DATA UNDER STUDY:
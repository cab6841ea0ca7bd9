pub mod config;
pub mod error;
pub mod shell;
pub mod types;

pub use config::ChillboxConfig;
pub use error::{ChillboxError, ChillboxResult, EntryFailure};
pub use types::{ArchiveLayout, Decision, Identity, SkipReason};
//! Master key that protects the local private key at rest.
//!
//! The usual master key is the operator's gpg key. Operators without one
//! fall back to an age passphrase.

use std::io::{Read, Write};
use std::process::{Command, Stdio};

use chillbox_core::{ChillboxError, ChillboxResult};
use secrecy::{ExposeSecret, SecretString};
use zeroize::Zeroizing;

use crate::prompt::Prompter;

pub trait MasterKey {
    fn seal(&self, plaintext: &[u8]) -> ChillboxResult<Vec<u8>>;

    /// Failures here are [`ChillboxError::KeyUnlock`].
    fn unseal(&self, ciphertext: &[u8]) -> ChillboxResult<Zeroizing<Vec<u8>>>;
}

// ── gpg ─────────────────────────────────────────────────────────────────────

#[derive(Debug, Clone)]
pub struct GpgMasterKey {
    recipient: String,
}

impl GpgMasterKey {
    pub fn new(recipient: impl Into<String>) -> Self {
        Self {
            recipient: recipient.into(),
        }
    }
}

/// Run gpg with `input` on stdin and return stdout, or the stderr
/// diagnostics on failure.
fn run_gpg(args: &[&str], input: &[u8]) -> ChillboxResult<Result<Vec<u8>, String>> {
    let mut child = Command::new("gpg")
        .args(["--batch", "--quiet", "--yes"])
        .args(args)
        .stdin(Stdio::piped())
        .stdout(Stdio::piped())
        .stderr(Stdio::piped())
        .spawn()
        .map_err(|e| match e.kind() {
            std::io::ErrorKind::NotFound => {
                ChillboxError::Dependency("the gpg command was not found on PATH".into())
            }
            _ => ChillboxError::Gpg(format!("spawning gpg: {e}")),
        })?;

    if let Some(mut stdin) = child.stdin.take() {
        stdin.write_all(input)?;
    }

    let output = child.wait_with_output()?;
    if output.status.success() {
        Ok(Ok(output.stdout))
    } else {
        Ok(Err(format!(
            "gpg exited with {}: {}",
            output.status,
            String::from_utf8_lossy(&output.stderr).trim()
        )))
    }
}

impl MasterKey for GpgMasterKey {
    fn seal(&self, plaintext: &[u8]) -> ChillboxResult<Vec<u8>> {
        run_gpg(
            &["--encrypt", "--recipient", &self.recipient, "--output", "-"],
            plaintext,
        )?
        .map_err(ChillboxError::Encryption)
    }

    fn unseal(&self, ciphertext: &[u8]) -> ChillboxResult<Zeroizing<Vec<u8>>> {
        // --batch would disable pinentry for protected keys
        let mut child = Command::new("gpg")
            .args(["--quiet", "--yes", "--decrypt", "--output", "-"])
            .stdin(Stdio::piped())
            .stdout(Stdio::piped())
            .stderr(Stdio::piped())
            .spawn()
            .map_err(|e| ChillboxError::KeyUnlock(format!("spawning gpg: {e}")))?;

        if let Some(mut stdin) = child.stdin.take() {
            stdin.write_all(ciphertext)?;
        }

        let mut plaintext = Zeroizing::new(Vec::new());
        if let Some(mut stdout) = child.stdout.take() {
            stdout.read_to_end(&mut plaintext)?;
        }
        let mut stderr = String::new();
        if let Some(mut err) = child.stderr.take() {
            err.read_to_string(&mut stderr)?;
        }
        let status = child.wait()?;
        if !status.success() {
            return Err(ChillboxError::KeyUnlock(format!(
                "gpg exited with {status}: {}",
                stderr.trim()
            )));
        }
        Ok(plaintext)
    }
}

/// Make sure a gpg secret key named `name` exists, creating one when absent.
///
/// Key creation is interactive (pinentry asks for the passphrase).
pub fn ensure_gpg_key(name: &str) -> ChillboxResult<bool> {
    let listed = Command::new("gpg")
        .args(["--list-secret-keys", name])
        .stdout(Stdio::null())
        .stderr(Stdio::null())
        .status()
        .map_err(|e| match e.kind() {
            std::io::ErrorKind::NotFound => {
                ChillboxError::Dependency("the gpg command was not found on PATH".into())
            }
            _ => ChillboxError::Gpg(format!("listing gpg keys: {e}")),
        })?;
    if listed.success() {
        tracing::debug!(gpg_key = %name, "gpg key exists");
        return Ok(false);
    }

    tracing::info!(gpg_key = %name, "creating new gpg key");
    let status = Command::new("gpg")
        .args(["--quick-generate-key", name, "default", "encrypt", "never"])
        .status()
        .map_err(|e| ChillboxError::Gpg(format!("spawning gpg: {e}")))?;
    if !status.success() {
        return Err(ChillboxError::Gpg(format!(
            "failed to create the gpg key '{name}' (exit {status})"
        )));
    }
    Ok(true)
}

// ── passphrase ──────────────────────────────────────────────────────────────

/// age scrypt passphrase used when no gpg key is configured.
pub struct PassphraseMasterKey {
    passphrase: SecretString,
}

impl std::fmt::Debug for PassphraseMasterKey {
    fn fmt(&self, f: &mut std::fmt::Formatter<'_>) -> std::fmt::Result {
        f.debug_struct("PassphraseMasterKey")
            .field("passphrase", &"[REDACTED]")
            .finish()
    }
}

impl PassphraseMasterKey {
    pub fn new(passphrase: SecretString) -> Self {
        Self { passphrase }
    }

    /// Ask for the passphrase. A new key asks twice and requires a match.
    pub fn prompt(prompter: &dyn Prompter, new_key: bool) -> ChillboxResult<Self> {
        let passphrase = prompter.secret("Master key passphrase:")?;
        if passphrase.expose_secret().is_empty() {
            return Err(ChillboxError::KeyUnlock("empty passphrase".into()));
        }
        if new_key {
            let again = prompter.secret("Repeat the master key passphrase:")?;
            if again.expose_secret() != passphrase.expose_secret() {
                return Err(ChillboxError::KeyUnlock("passphrases do not match".into()));
            }
        }
        Ok(Self { passphrase })
    }
}

impl MasterKey for PassphraseMasterKey {
    fn seal(&self, plaintext: &[u8]) -> ChillboxResult<Vec<u8>> {
        let encryptor = age::Encryptor::with_user_passphrase(self.passphrase.clone());
        let mut ciphertext = Vec::new();
        let mut writer = encryptor
            .wrap_output(&mut ciphertext)
            .map_err(|e| ChillboxError::Encryption(e.to_string()))?;
        writer
            .write_all(plaintext)
            .map_err(|e| ChillboxError::Encryption(e.to_string()))?;
        writer
            .finish()
            .map_err(|e| ChillboxError::Encryption(e.to_string()))?;
        Ok(ciphertext)
    }

    fn unseal(&self, ciphertext: &[u8]) -> ChillboxResult<Zeroizing<Vec<u8>>> {
        let decryptor = age::Decryptor::new(ciphertext)
            .map_err(|e| ChillboxError::KeyUnlock(e.to_string()))?;
        let identity = age::scrypt::Identity::new(self.passphrase.clone());
        let mut reader = decryptor
            .decrypt(std::iter::once(&identity as &dyn age::Identity))
            .map_err(|e| ChillboxError::KeyUnlock(e.to_string()))?;
        let mut plaintext = Zeroizing::new(Vec::new());
        reader
            .read_to_end(&mut plaintext)
            .map_err(|e| ChillboxError::KeyUnlock(e.to_string()))?;
        Ok(plaintext)
    }
}

#[cfg(test)]
mod tests {
    use super::*;

    #[test]
    fn passphrase_round_trip() {
        let key = PassphraseMasterKey::new(SecretString::from("correct horse".to_string()));
        let sealed = key.seal(b"AGE-SECRET-KEY-1XYZ").unwrap();
        assert_eq!(key.unseal(&sealed).unwrap().as_slice(), b"AGE-SECRET-KEY-1XYZ");
    }

    #[test]
    fn wrong_passphrase_is_key_unlock_error() {
        let key = PassphraseMasterKey::new(SecretString::from("correct horse".to_string()));
        let sealed = key.seal(b"data").unwrap();
        let other = PassphraseMasterKey::new(SecretString::from("battery staple".to_string()));
        assert!(matches!(
            other.unseal(&sealed),
            Err(ChillboxError::KeyUnlock(_))
        ));
    }

    #[test]
    fn debug_redacts_passphrase() {
        let key = PassphraseMasterKey::new(SecretString::from("hunter2".to_string()));
        assert!(!format!("{key:?}").contains("hunter2"));
    }
}
//! chillbox-archive: the local archive directory
//!
//! Holds the durable state file, turns configured paths into encrypted
//! archive entries, renders server user-data, and reads entries back out.

pub mod compress;
pub mod output_env;
pub mod processor;
pub mod render;
pub mod show;
pub mod state;
pub mod umask;
pub mod userdata;

pub use processor::{evaluate_path, template_context, BuildReport, PathProcessor};
pub use render::{Renderer, TemplateRenderer};
pub use state::{ArchiveState, CleanupReport, CurrentUserData};

use chillbox_core::{ArchiveLayout, ChillboxResult};

/// Remove the whole archive directory. This is the only way state is
/// deleted.
pub fn remove_archive(layout: &ArchiveLayout) -> ChillboxResult<bool> {
    let root = layout.root();
    if !root.exists() {
        return Ok(false);
    }
    std::fs::remove_dir_all(root)?;
    tracing::info!(archive = %root.display(), "removed archive directory");
    Ok(true)
}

EXERCISE PROMPT: Every line holding the word "unwrap" should be copied out of the records above.

ANSWER FOR THIS EXERCISE:
        let sealed = key.seal(b"AGE-SECRET-KEY-1XYZ").unwrap();
        assert_eq!(key.unseal(&sealed).unwrap().as_slice(), b"AGE-SECRET-KEY-1XYZ");
        let sealed = key.seal(b"data").unwrap();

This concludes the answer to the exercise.